Design A Task Scheduler - System Design

Requirements

Functional Requirements:

Execute task
User is able to upload CRON jobs

Non-Functional Requirements:

Low latency when executing jobs
Highly available to make sure jobs are running at specified time

Estimations:

864M jobs scheduled each day
- 60% are one time jobs (520M)
- 40% are CRON jobs (345M)
10,000 jobs uploaded per second

Read heavy due to checking of which jobs need to be run - need to have plan to scale (listed in High Level Design portion)

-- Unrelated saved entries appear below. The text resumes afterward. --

//! Persistent storage backend for Dossier.
//!
//! Durable, crash-safe storage with:
//! - One JSON document per object, replaced through temp-then-rename
//! - An advisory lock for single-process ownership of a data directory
//! - Corrupt-file detection and quarantine
//!
//! # Layout
//!
//! ```text
//! ┌──────────────────────────────────────────────┐
//! │               PersistentStores               │
//! ├──────────────────────────────────────────────┤
//! │  ┌─────────────────┐  ┌──────────────────┐   │
//! │  │ FileRecordStore │  │ FileCollection-  │   │
//! │  │  staging/*.json │  │ Store            │   │
//! │  └────────┬────────┘  └────────┬─────────┘   │
//! │           └──────────┬─────────┘             │
//! │                      ↓                       │
//! │          ┌───────────────────────┐           │
//! │          │ DirectoryLock (flock) │           │
//! │          └───────────────────────┘           │
//! └──────────────────────────────────────────────┘
//! ```

mod atomic;
mod file_lock;
mod stores;

pub use atomic::{replace_file, AtomicWrite};
pub use file_lock::DirectoryLock;
pub use stores::{FileCollectionStore, FileRecordStore, PersistentStores, KNOWLEDGE_DIR, STAGING_DIR};

use std::path::Path;

use crate::storage::traits::StorageError;

/// Configuration for persistent storage.
#[derive(Debug, Clone)]
pub struct PersistentConfig {
    /// Whether to fsync every replaced file before renaming it.
    pub sync_on_write: bool,
}

impl Default for PersistentConfig {
    fn default() -> Self {
        Self { sync_on_write: true }
    }
}

/// Open or create a persistent store at the given directory.
///
/// # Errors
/// - If the directory cannot be created or accessed
/// - If another process holds the lock
///
/// # Example
/// ```rust,ignore
/// use dossier::storage::persistent::{open_store, PersistentConfig};
///
/// let stores = open_store("./data", None)?;
/// let merger = KnowledgeStoreMerger::new(stores.collections.clone(), resolver);
/// ```
pub fn open_store(
    path: impl AsRef<Path>,
    config: Option<PersistentConfig>,
) -> Result<PersistentStores, StorageError> {
    let cfg = config.unwrap_or_default();
    PersistentStores::open(path.as_ref(), &cfg)
}
//! Character-level sequence similarity.
//!
//! The ratio is `2 * M / T`, where `M` is the number of characters in the
//! matching blocks of a minimal diff and `T` the combined length of both
//! strings. The default duplicate threshold of 0.85 is calibrated against
//! this metric.

use similar::{capture_diff_slices, get_diff_ratio, Algorithm};

/// Returns the normalized similarity of `a` and `b` in `[0.0, 1.0]`.
///
/// Identical strings (including two empty strings) score 1.0; strings
/// with no character in common score 0.0.
///
/// # Examples
///
/// ```
/// use dossier::similarity::similarity;
///
/// assert_eq!(similarity("", ""), 1.0);
/// assert_eq!(similarity("abc", "abc"), 1.0);
/// assert_eq!(similarity("abc", "xyz"), 0.0);
/// ```
#[must_use]
pub fn similarity(a: &str, b: &str) -> f64 {
    if a == b {
        return 1.0;
    }
    let left: Vec<char> = a.chars().collect();
    let right: Vec<char> = b.chars().collect();
    if left.is_empty() || right.is_empty() {
        return 0.0;
    }

    let ops = capture_diff_slices(Algorithm::Myers, &left, &right);
    let ratio = f64::from(get_diff_ratio(&ops, left.len(), right.len()));
    ratio.clamp(0.0, 1.0)
}

/// Scorer handle for callers that want a value rather than a free function.
#[derive(Debug, Clone, Copy, Default)]
pub struct SimilarityScorer;

impl SimilarityScorer {
    /// See [`similarity`].
    #[must_use]
    pub fn similarity(self, a: &str, b: &str) -> f64 {
        similarity(a, b)
    }
}
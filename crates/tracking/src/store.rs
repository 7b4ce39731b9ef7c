//! Alert persistence. In-memory DashMap store with the open-alert
//! uniqueness key (creative_id, discrepancy kind) enforced atomically, so a
//! concurrent duplicate insert is a dedup hit rather than an error.
//!
//! Production: replace with PostgreSQL (sqlx) and a partial unique index on
//! (creative_id, discrepancy_type) WHERE NOT resolved. The conflict-as-
//! success contract stays the same.

use crate::discrepancy::{Discrepancy, DiscrepancyKind};
use chrono::{DateTime, Utc};
use dashmap::mapref::entry::Entry;
use dashmap::DashMap;
use serde::{Deserialize, Serialize};
use tracing::info;
use uuid::Uuid;

/// A persisted UTM alert. The only engine output that survives across
/// detection runs, so resolution state is durable.
#[derive(Debug, Clone, PartialEq, Serialize, Deserialize)]
pub struct UtmAlert {
    pub id: Uuid,
    pub creative_id: Uuid,
    pub campaign_id: Uuid,
    /// Stable wire identifier for the discrepancy category
    /// (e.g. `SEM_URL_CAPTURADA`); dashboards key on this, not on the
    /// structured payload below.
    pub discrepancy_type: DiscrepancyKind,
    pub discrepancy: Discrepancy,
    pub expected_url: String,
    pub captured_url: Option<String>,
    pub detail: String,
    pub detected_at: DateTime<Utc>,
    pub resolved: bool,
    pub resolved_at: Option<DateTime<Utc>>,
}

impl UtmAlert {
    pub fn kind(&self) -> DiscrepancyKind {
        self.discrepancy_type
    }
}

/// Result of an insert attempt against the open-alert uniqueness key.
#[derive(Debug, Clone, Copy, PartialEq, Eq)]
pub enum InsertOutcome {
    /// A new unresolved alert was created.
    Inserted(Uuid),
    /// An unresolved alert with the same (creative, kind) already exists.
    AlreadyOpen(Uuid),
}

/// Result of a resolve call. Resolving an already-resolved alert is a
/// no-op, not an error.
#[derive(Debug, Clone, Copy, PartialEq, Eq, Serialize, Deserialize)]
#[serde(rename_all = "snake_case")]
pub enum ResolveOutcome {
    Resolved,
    AlreadyResolved,
    NotFound,
}

/// Thread-safe alert store.
pub struct AlertStore {
    alerts: DashMap<Uuid, UtmAlert>,
    /// (creative_id, kind) -> open alert id. Entry occupancy is the
    /// uniqueness constraint; resolution removes the entry so the same
    /// discrepancy can be flagged again later as a new alert.
    open_index: DashMap<(Uuid, DiscrepancyKind), Uuid>,
}

impl AlertStore {
    pub fn new() -> Self {
        Self {
            alerts: DashMap::new(),
            open_index: DashMap::new(),
        }
    }

    /// Insert a new unresolved alert unless one with the same
    /// (creative, kind) is already open. The index entry lock makes the
    /// check-and-insert atomic under concurrent detection runs.
    pub fn open_alert(
        &self,
        creative_id: Uuid,
        campaign_id: Uuid,
        discrepancy: Discrepancy,
        expected_url: &str,
        captured_url: Option<&str>,
    ) -> InsertOutcome {
        let kind = discrepancy.kind();
        match self.open_index.entry((creative_id, kind)) {
            Entry::Occupied(existing) => {
                metrics::counter!("tracking.alerts_deduped").increment(1);
                InsertOutcome::AlreadyOpen(*existing.get())
            }
            Entry::Vacant(slot) => {
                let alert = UtmAlert {
                    id: Uuid::new_v4(),
                    creative_id,
                    campaign_id,
                    discrepancy_type: kind,
                    detail: discrepancy.detail(),
                    discrepancy,
                    expected_url: expected_url.to_string(),
                    captured_url: captured_url.map(str::to_string),
                    detected_at: Utc::now(),
                    resolved: false,
                    resolved_at: None,
                };
                let id = alert.id;
                slot.insert(id);
                self.alerts.insert(id, alert);
                metrics::counter!("tracking.alerts_opened").increment(1);
                info!(alert_id = %id, creative_id = %creative_id, kind = %kind, "UTM alert opened");
                InsertOutcome::Inserted(id)
            }
        }
    }

    /// Mark an alert resolved. Idempotent; resolved alerts never reopen.
    pub fn resolve(&self, alert_id: Uuid) -> ResolveOutcome {
        let Some(mut alert) = self.alerts.get_mut(&alert_id) else {
            return ResolveOutcome::NotFound;
        };
        if alert.resolved {
            return ResolveOutcome::AlreadyResolved;
        }
        alert.resolved = true;
        alert.resolved_at = Some(Utc::now());
        let key = (alert.creative_id, alert.kind());
        drop(alert);
        self.open_index.remove(&key);
        metrics::counter!("tracking.alerts_resolved").increment(1);
        ResolveOutcome::Resolved
    }

    pub fn get(&self, alert_id: Uuid) -> Option<UtmAlert> {
        self.alerts.get(&alert_id).map(|a| a.clone())
    }

    /// All unresolved alerts, newest first.
    pub fn unresolved(&self) -> Vec<UtmAlert> {
        let mut open: Vec<UtmAlert> = self
            .alerts
            .iter()
            .filter(|a| !a.resolved)
            .map(|a| a.clone())
            .collect();
        open.sort_by(|a, b| b.detected_at.cmp(&a.detected_at));
        open
    }
}

impl Default for AlertStore {
    fn default() -> Self {
        Self::new()
    }
}
//! Keyword classification for search-style campaigns, relative to the
//! campaign's own means rather than global benchmarks.

use adpulse_core::config::KeywordConfig;
use adpulse_core::types::MetricSet;
use serde::{Deserialize, Serialize};
use tracing::debug;
use uuid::Uuid;

/// Per-keyword period row. `quality_score` is the platform-provided 1-10
/// relevance rating; absent when the platform did not report one.
#[derive(Debug, Clone, Serialize, Deserialize)]
pub struct KeywordMetrics {
    pub keyword_id: Uuid,
    pub metrics: MetricSet,
    pub quality_score: Option<u8>,
}

#[derive(Debug, Clone, Copy, PartialEq, Eq, Hash, Serialize, Deserialize)]
#[serde(rename_all = "snake_case")]
pub enum KeywordFlag {
    /// Above-mean CTR at below-mean CPC.
    Star,
    /// Material spend share with zero conversions.
    Drain,
    /// Converting despite a low quality score; improving relevance is the
    /// cheapest lever.
    Opportunity,
}

#[derive(Debug, Clone, PartialEq, Serialize, Deserialize)]
pub struct KeywordFlags {
    pub keyword_id: Uuid,
    pub flags: Vec<KeywordFlag>,
}

/// Flags keywords against the campaign's own mean CTR and CPC. Means are
/// simple arithmetic means over keywords with at least one click.
pub struct KeywordClassifier {
    config: KeywordConfig,
}

impl KeywordClassifier {
    pub fn new(config: KeywordConfig) -> Self {
        Self { config }
    }

    /// Classify every keyword of a search campaign. The three predicates
    /// are independent; a keyword may match zero, one, or several.
    pub fn classify(&self, keywords: &[KeywordMetrics]) -> Vec<KeywordFlags> {
        let campaign_spend: f64 = keywords.iter().map(|k| k.metrics.spend).sum();
        let (mean_ctr, mean_cpc) = campaign_means(keywords);
        debug!(
            keywords = keywords.len(),
            mean_ctr, mean_cpc, "Classifying campaign keywords"
        );

        keywords
            .iter()
            .map(|keyword| {
                let normalized = keyword.metrics.normalized();
                let mut flags = Vec::new();

                if let (Some(ctr), Some(cpc), Some(mean_ctr), Some(mean_cpc)) =
                    (normalized.ctr, normalized.cpc, mean_ctr, mean_cpc)
                {
                    if ctr > mean_ctr && cpc > 0.0 && cpc < mean_cpc {
                        flags.push(KeywordFlag::Star);
                    }
                }

                if keyword.metrics.spend > 0.0 && keyword.metrics.leads == 0 {
                    if let Some(share) =
                        adpulse_core::types::ratio(keyword.metrics.spend, campaign_spend)
                    {
                        if share >= self.config.drain_spend_share {
                            flags.push(KeywordFlag::Drain);
                        }
                    }
                }

                if keyword.metrics.leads > 0 {
                    if let Some(quality) = keyword.quality_score {
                        if quality < self.config.low_quality_score {
                            flags.push(KeywordFlag::Opportunity);
                        }
                    }
                }

                KeywordFlags {
                    keyword_id: keyword.keyword_id,
                    flags,
                }
            })
            .collect()
    }
}

/// Simple arithmetic mean CTR and CPC over keywords with clicks > 0.
/// `None` when no keyword has clicks (no basis for comparison).
fn campaign_means(keywords: &[KeywordMetrics]) -> (Option<f64>, Option<f64>) {
    let mut ctr_sum = 0.0;
    let mut cpc_sum = 0.0;
    let mut count = 0.0;
    for keyword in keywords {
        let normalized = keyword.metrics.normalized();
        if let (Some(ctr), Some(cpc)) = (normalized.ctr, normalized.cpc) {
            ctr_sum += ctr;
            cpc_sum += cpc;
            count += 1.0;
        }
    }
    (
        adpulse_core::types::ratio(ctr_sum, count),
        adpulse_core::types::ratio(cpc_sum, count),
    )
}
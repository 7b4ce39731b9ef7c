//! In-memory read model backed by DashMap.
//!
//! Stands in for the dashboard's persistence layer: metric rows arrive from
//! the ad-platform ingestion pipeline and campaign/creative configuration
//! from the admin CRUD, both out of scope here. Production: replace with
//! the real store; the engine crates only see the trait surface.

use adpulse_core::types::{CompanyThresholds, FunnelStage, MetricSet, ReportingPeriod};
use adpulse_scoring::CampaignScorer;
use adpulse_tracking::{AlertStore, CreativeUrlSource, CreativeUrls};
use chrono::{Duration, Utc};
use dashmap::DashMap;
use serde::{Deserialize, Serialize};
use std::sync::Arc;
use tracing::info;
use uuid::Uuid;

/// Campaign configuration as the engine sees it.
#[derive(Debug, Clone, Serialize, Deserialize)]
pub struct CampaignRecord {
    pub id: Uuid,
    pub company_id: Uuid,
    pub name: String,
    pub stage: FunnelStage,
    /// Campaign-level expected destination URL, inherited by creatives
    /// without an override.
    pub expected_url: Option<String>,
}

/// Creative configuration and capture state.
#[derive(Debug, Clone, Serialize, Deserialize)]
pub struct CreativeRecord {
    pub id: Uuid,
    pub campaign_id: Uuid,
    /// Creative-level expected URL override.
    pub expected_url: Option<String>,
    /// URL captured from the most recent live click-through.
    pub captured_url: Option<String>,
}

/// One reporting period's aggregate row for a campaign.
#[derive(Debug, Clone, Copy, Serialize, Deserialize)]
pub struct PeriodRow {
    pub period: ReportingPeriod,
    pub totals: MetricSet,
}

/// Thread-safe in-memory read model for campaigns, creatives, period
/// metrics, and company thresholds.
pub struct OpsStore {
    campaigns: DashMap<Uuid, CampaignRecord>,
    creatives: DashMap<Uuid, CreativeRecord>,
    /// Per-period aggregates per campaign, one row per reporting window.
    campaign_metrics: DashMap<Uuid, Vec<PeriodRow>>,
    thresholds: DashMap<Uuid, CompanyThresholds>,
}

impl OpsStore {
    pub fn new() -> Self {
        info!("Ops store initialized (in-memory, development mode)");
        Self {
            campaigns: DashMap::new(),
            creatives: DashMap::new(),
            campaign_metrics: DashMap::new(),
            thresholds: DashMap::new(),
        }
    }

    pub fn upsert_campaign(&self, campaign: CampaignRecord) {
        self.campaigns.insert(campaign.id, campaign);
    }

    pub fn upsert_creative(&self, creative: CreativeRecord) {
        self.creatives.insert(creative.id, creative);
    }

    pub fn set_campaign_metrics(
        &self,
        campaign_id: Uuid,
        period: ReportingPeriod,
        metrics: MetricSet,
    ) {
        let mut rows = self.campaign_metrics.entry(campaign_id).or_default();
        match rows.iter_mut().find(|r| r.period == period) {
            Some(row) => row.totals = metrics,
            None => rows.push(PeriodRow {
                period,
                totals: metrics,
            }),
        }
    }

    pub fn set_thresholds(&self, company_id: Uuid, thresholds: CompanyThresholds) {
        self.thresholds.insert(company_id, thresholds);
    }

    pub fn get_campaign(&self, id: Uuid) -> Option<CampaignRecord> {
        self.campaigns.get(&id).map(|r| r.clone())
    }

    /// Aggregate row for the requested period; with no period, the most
    /// recent row the campaign has.
    pub fn get_campaign_metrics(
        &self,
        id: Uuid,
        period: Option<ReportingPeriod>,
    ) -> Option<MetricSet> {
        let rows = self.campaign_metrics.get(&id)?;
        match period {
            Some(period) => rows.iter().find(|r| r.period == period).map(|r| r.totals),
            None => rows.iter().max_by_key(|r| r.period.end).map(|r| r.totals),
        }
    }

    /// (current-period totals, thresholds) pairs for every company that has
    /// thresholds configured. Totals aggregate the company's campaigns.
    pub fn company_periods(
        &self,
    ) -> Vec<(adpulse_tracking::CompanyPeriodMetrics, CompanyThresholds)> {
        self.thresholds
            .iter()
            .map(|entry| {
                let company_id = *entry.key();
                let totals = self
                    .campaigns
                    .iter()
                    .filter(|c| c.company_id == company_id)
                    .filter_map(|c| self.get_campaign_metrics(c.id, None))
                    .fold(MetricSet::default(), |acc, m| acc.merge(&m));
                (
                    adpulse_tracking::CompanyPeriodMetrics { company_id, totals },
                    *entry.value(),
                )
            })
            .collect()
    }

    /// Seed a small demo dataset so the server is explorable out of the box.
    pub fn seed_demo_data(&self) {
        let company_id = Uuid::new_v4();
        self.set_thresholds(
            company_id,
            CompanyThresholds {
                cpl_max: 50.0,
                cac_max: 250.0,
                margin_min: 0.2,
                profit_min_per_sale: 30.0,
            },
        );

        let campaign = CampaignRecord {
            id: Uuid::new_v4(),
            company_id,
            name: "Summer Sale — Search".to_string(),
            stage: FunnelStage::Bottom,
            expected_url: Some(
                "https://loja.example.com/promo?utm_source=google&utm_medium=cpc&utm_campaign=summer_sale"
                    .to_string(),
            ),
        };
        let now = Utc::now();
        self.set_campaign_metrics(
            campaign.id,
            ReportingPeriod {
                start: now - Duration::days(7),
                end: now,
            },
            MetricSet {
                impressions: 120_000,
                clicks: 3_100,
                leads: 140,
                sales: 22,
                spend: 5_200.0,
                sale_value: 19_800.0,
            },
        );
        self.upsert_creative(CreativeRecord {
            id: Uuid::new_v4(),
            campaign_id: campaign.id,
            expected_url: None,
            captured_url: Some(
                "https://loja.example.com/promo?utm_source=google&utm_medium=cpc&utm_campaign=summer-sale"
                    .to_string(),
            ),
        });
        self.upsert_creative(CreativeRecord {
            id: Uuid::new_v4(),
            campaign_id: campaign.id,
            expected_url: None,
            captured_url: None,
        });
        self.upsert_campaign(campaign);
        info!("Seeded demo company, campaign, and creatives");
    }
}

impl Default for OpsStore {
    fn default() -> Self {
        Self::new()
    }
}

impl CreativeUrlSource for OpsStore {
    fn creative_urls(&self, company_id: Option<Uuid>) -> Vec<CreativeUrls> {
        self.creatives
            .iter()
            .filter_map(|creative| {
                let campaign = self.campaigns.get(&creative.campaign_id)?;
                if let Some(scope) = company_id {
                    if campaign.company_id != scope {
                        return None;
                    }
                }
                Some(CreativeUrls {
                    creative_id: creative.id,
                    campaign_id: campaign.id,
                    expected_override: creative.expected_url.clone(),
                    campaign_expected: campaign.expected_url.clone(),
                    captured: creative.captured_url.clone(),
                })
            })
            .collect()
    }
}

/// Shared application state for REST handlers.
#[derive(Clone)]
pub struct AppState {
    pub ops: Arc<OpsStore>,
    pub alerts: Arc<AlertStore>,
    pub scorer: Arc<CampaignScorer>,
}

#[cfg(test)]
mod tests {
    use super::*;

    #[test]
    fn test_company_scope_filters_creatives() {
        let store = OpsStore::new();
        store.seed_demo_data();

        let all = store.creative_urls(None);
        assert_eq!(all.len(), 2);

        let none = store.creative_urls(Some(Uuid::new_v4()));
        assert!(none.is_empty());
    }

    #[test]
    fn test_metrics_lookup_selects_requested_period() {
        let store = OpsStore::new();
        let campaign_id = Uuid::new_v4();
        let now = Utc::now();
        let last_week = ReportingPeriod {
            start: now - Duration::days(14),
            end: now - Duration::days(7),
        };
        let this_week = ReportingPeriod {
            start: now - Duration::days(7),
            end: now,
        };

        let old = MetricSet {
            clicks: 10,
            ..Default::default()
        };
        let recent = MetricSet {
            clicks: 99,
            ..Default::default()
        };
        store.set_campaign_metrics(campaign_id, last_week, old);
        store.set_campaign_metrics(campaign_id, this_week, recent);

        // Explicit period hits its own row; no period means the latest.
        assert_eq!(
            store.get_campaign_metrics(campaign_id, Some(last_week)),
            Some(old)
        );
        assert_eq!(store.get_campaign_metrics(campaign_id, None), Some(recent));

        // A period with no row is a miss, not a fallback.
        let unseen = ReportingPeriod {
            start: now - Duration::days(30),
            end: now - Duration::days(21),
        };
        assert_eq!(store.get_campaign_metrics(campaign_id, Some(unseen)), None);
    }

    #[test]
    fn test_set_metrics_replaces_same_period_row() {
        let store = OpsStore::new();
        let campaign_id = Uuid::new_v4();
        let now = Utc::now();
        let period = ReportingPeriod {
            start: now - Duration::days(7),
            end: now,
        };

        store.set_campaign_metrics(campaign_id, period, MetricSet::default());
        let updated = MetricSet {
            clicks: 42,
            ..Default::default()
        };
        store.set_campaign_metrics(campaign_id, period, updated);

        assert_eq!(store.get_campaign_metrics(campaign_id, Some(period)), Some(updated));
    }

    #[test]
    fn test_creative_inherits_campaign_expected_url() {
        let store = OpsStore::new();
        store.seed_demo_data();

        for creative in store.creative_urls(None) {
            assert!(creative.expected_override.is_none());
            assert!(creative.campaign_expected.is_some());
            assert!(creative.expected().is_some());
        }
    }
}
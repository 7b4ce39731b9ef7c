//! Creative outlier classification within a campaign: top performers,
//! zero-conversion spenders, and fatiguing creatives.

use adpulse_core::config::CreativeConfig;
use adpulse_core::types::{FunnelStage, MetricSet};
use serde::{Deserialize, Serialize};
use std::collections::HashSet;
use tracing::debug;
use uuid::Uuid;

/// Ordered per-day (or per-bucket) metric rows for one creative over the
/// reporting window. The fatigue check compares the first half of the
/// window against the second.
#[derive(Debug, Clone, Serialize, Deserialize)]
pub struct CreativeWindow {
    pub creative_id: Uuid,
    pub rows: Vec<MetricSet>,
}

impl CreativeWindow {
    pub fn totals(&self) -> MetricSet {
        self.rows
            .iter()
            .fold(MetricSet::default(), |acc, row| acc.merge(row))
    }
}

#[derive(Debug, Clone, Copy, PartialEq, Eq, Hash, Serialize, Deserialize)]
#[serde(rename_all = "snake_case")]
pub enum CreativeFlag {
    /// Composite rank places the creative in the top slice of the campaign.
    Star,
    /// Material spend with zero conversions for the funnel stage.
    NoConversion,
    /// CTR declined beyond the threshold between window halves.
    Fatigue,
}

#[derive(Debug, Clone, PartialEq, Serialize, Deserialize)]
pub struct CreativeFlags {
    pub creative_id: Uuid,
    pub flags: Vec<CreativeFlag>,
}

/// Flags outlier creatives within one campaign.
pub struct CreativeClassifier {
    config: CreativeConfig,
}

impl CreativeClassifier {
    pub fn new(config: CreativeConfig) -> Self {
        Self { config }
    }

    /// Classify every creative of a campaign. Creatives with no flags get
    /// an entry with an empty flag list, so callers can render all rows.
    pub fn classify(&self, stage: FunnelStage, creatives: &[CreativeWindow]) -> Vec<CreativeFlags> {
        let totals: Vec<(Uuid, MetricSet)> = creatives
            .iter()
            .map(|c| (c.creative_id, c.totals()))
            .collect();
        let campaign_spend: f64 = totals.iter().map(|(_, t)| t.spend).sum();

        let stars = self.rank_stars(stage, &totals);
        debug!(
            creatives = creatives.len(),
            stars = stars.len(),
            "Classified campaign creatives"
        );

        creatives
            .iter()
            .zip(totals.iter())
            .map(|(window, (id, total))| {
                let mut flags = Vec::new();
                if stars.contains(id) {
                    flags.push(CreativeFlag::Star);
                } else if self.is_no_conversion(stage, total, campaign_spend) {
                    // Stars are conversion-ranked, so a starred creative can
                    // never also be a zero-conversion spender.
                    flags.push(CreativeFlag::NoConversion);
                }
                if self.is_fatigued(&window.rows) {
                    flags.push(CreativeFlag::Fatigue);
                }
                CreativeFlags {
                    creative_id: *id,
                    flags,
                }
            })
            .collect()
    }

    /// Composite rank (conversions desc, then ROAS desc) over creatives
    /// meeting the activity floor; the top `star_fraction` slice wins.
    /// Creatives without a single conversion are never stars.
    fn rank_stars(&self, stage: FunnelStage, totals: &[(Uuid, MetricSet)]) -> HashSet<Uuid> {
        let mut ranked: Vec<&(Uuid, MetricSet)> = totals
            .iter()
            .filter(|(_, t)| {
                t.impressions >= self.config.min_impressions && conversions(t, stage) > 0
            })
            .collect();
        if ranked.is_empty() {
            return HashSet::new();
        }

        ranked.sort_by(|(_, a), (_, b)| {
            conversions(b, stage)
                .cmp(&conversions(a, stage))
                .then_with(|| {
                    let roas_a = a.normalized().roas.unwrap_or(0.0);
                    let roas_b = b.normalized().roas.unwrap_or(0.0);
                    roas_b.total_cmp(&roas_a)
                })
        });

        let take = ((ranked.len() as f64 * self.config.star_fraction).ceil() as usize).max(1);
        ranked.iter().take(take).map(|(id, _)| *id).collect()
    }

    fn is_no_conversion(&self, stage: FunnelStage, total: &MetricSet, campaign_spend: f64) -> bool {
        if total.spend <= 0.0 || conversions(total, stage) > 0 {
            return false;
        }
        match adpulse_core::types::ratio(total.spend, campaign_spend) {
            Some(share) => share >= self.config.no_conversion_spend_share,
            None => false,
        }
    }

    /// First-half vs second-half CTR comparison with an impression floor on
    /// both halves so low-volume creatives are not flagged on noise.
    fn is_fatigued(&self, rows: &[MetricSet]) -> bool {
        if rows.len() < 2 {
            return false;
        }
        let mid = rows.len() / 2;
        let first = rows[..mid]
            .iter()
            .fold(MetricSet::default(), |acc, r| acc.merge(r));
        let second = rows[mid..]
            .iter()
            .fold(MetricSet::default(), |acc, r| acc.merge(r));

        if first.impressions < self.config.fatigue_min_impressions
            || second.impressions < self.config.fatigue_min_impressions
        {
            return false;
        }
        match (first.normalized().ctr, second.normalized().ctr) {
            (Some(first_ctr), Some(second_ctr)) if first_ctr > 0.0 => {
                second_ctr < first_ctr * (1.0 - self.config.fatigue_decline)
            }
            _ => false,
        }
    }
}

/// Stage-relevant conversion counter: leads for prospecting campaigns,
/// sales for conversion-focused ones.
fn conversions(m: &MetricSet, stage: FunnelStage) -> u64 {
    match stage {
        FunnelStage::Top => m.leads,
        FunnelStage::Bottom => m.sales,
    }
}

Also a lot of write throughput - need to have plan to scale (listed in High Level Design portion)

API Design

Core Entities:

JobMetaData

Job Name
StoredLocation
CRON
ScheduledTime
Status
Priority

POST:

/Task/Upload

{

TaskName,

TaskTime,

Task

}

High-Level Design

Main table is JobMetaData table -> Postgres for the relational rows -> Will partition by time intervals to avoid overwhelming a single DB

Async Leader - Follower replication set up with quorum

Reasoning: for most cases itd be okay if job execution starts a couple seconds later but in terms of executing the script, URL location should be consistent/correct and theres retries too

Retries:

Job runner checks for jobs that are available with lets say 10 seconds buffering time -> places job on the priority Queue

-> If fails, updates DB with retry count and increase priority of current job

3 retries max

User uploads task -> Tries to store script in S3 -> If succesful, generate S3 location URL -> Create entry in JobMetaData

Detailed Component Design

Dispatcher service to constantly query partitions and enqueue onto kafka topic depending on priority (low,med,high topics) and each time it fails itll put it on higher priority queue

Consumer nodes consume off of queue and execute job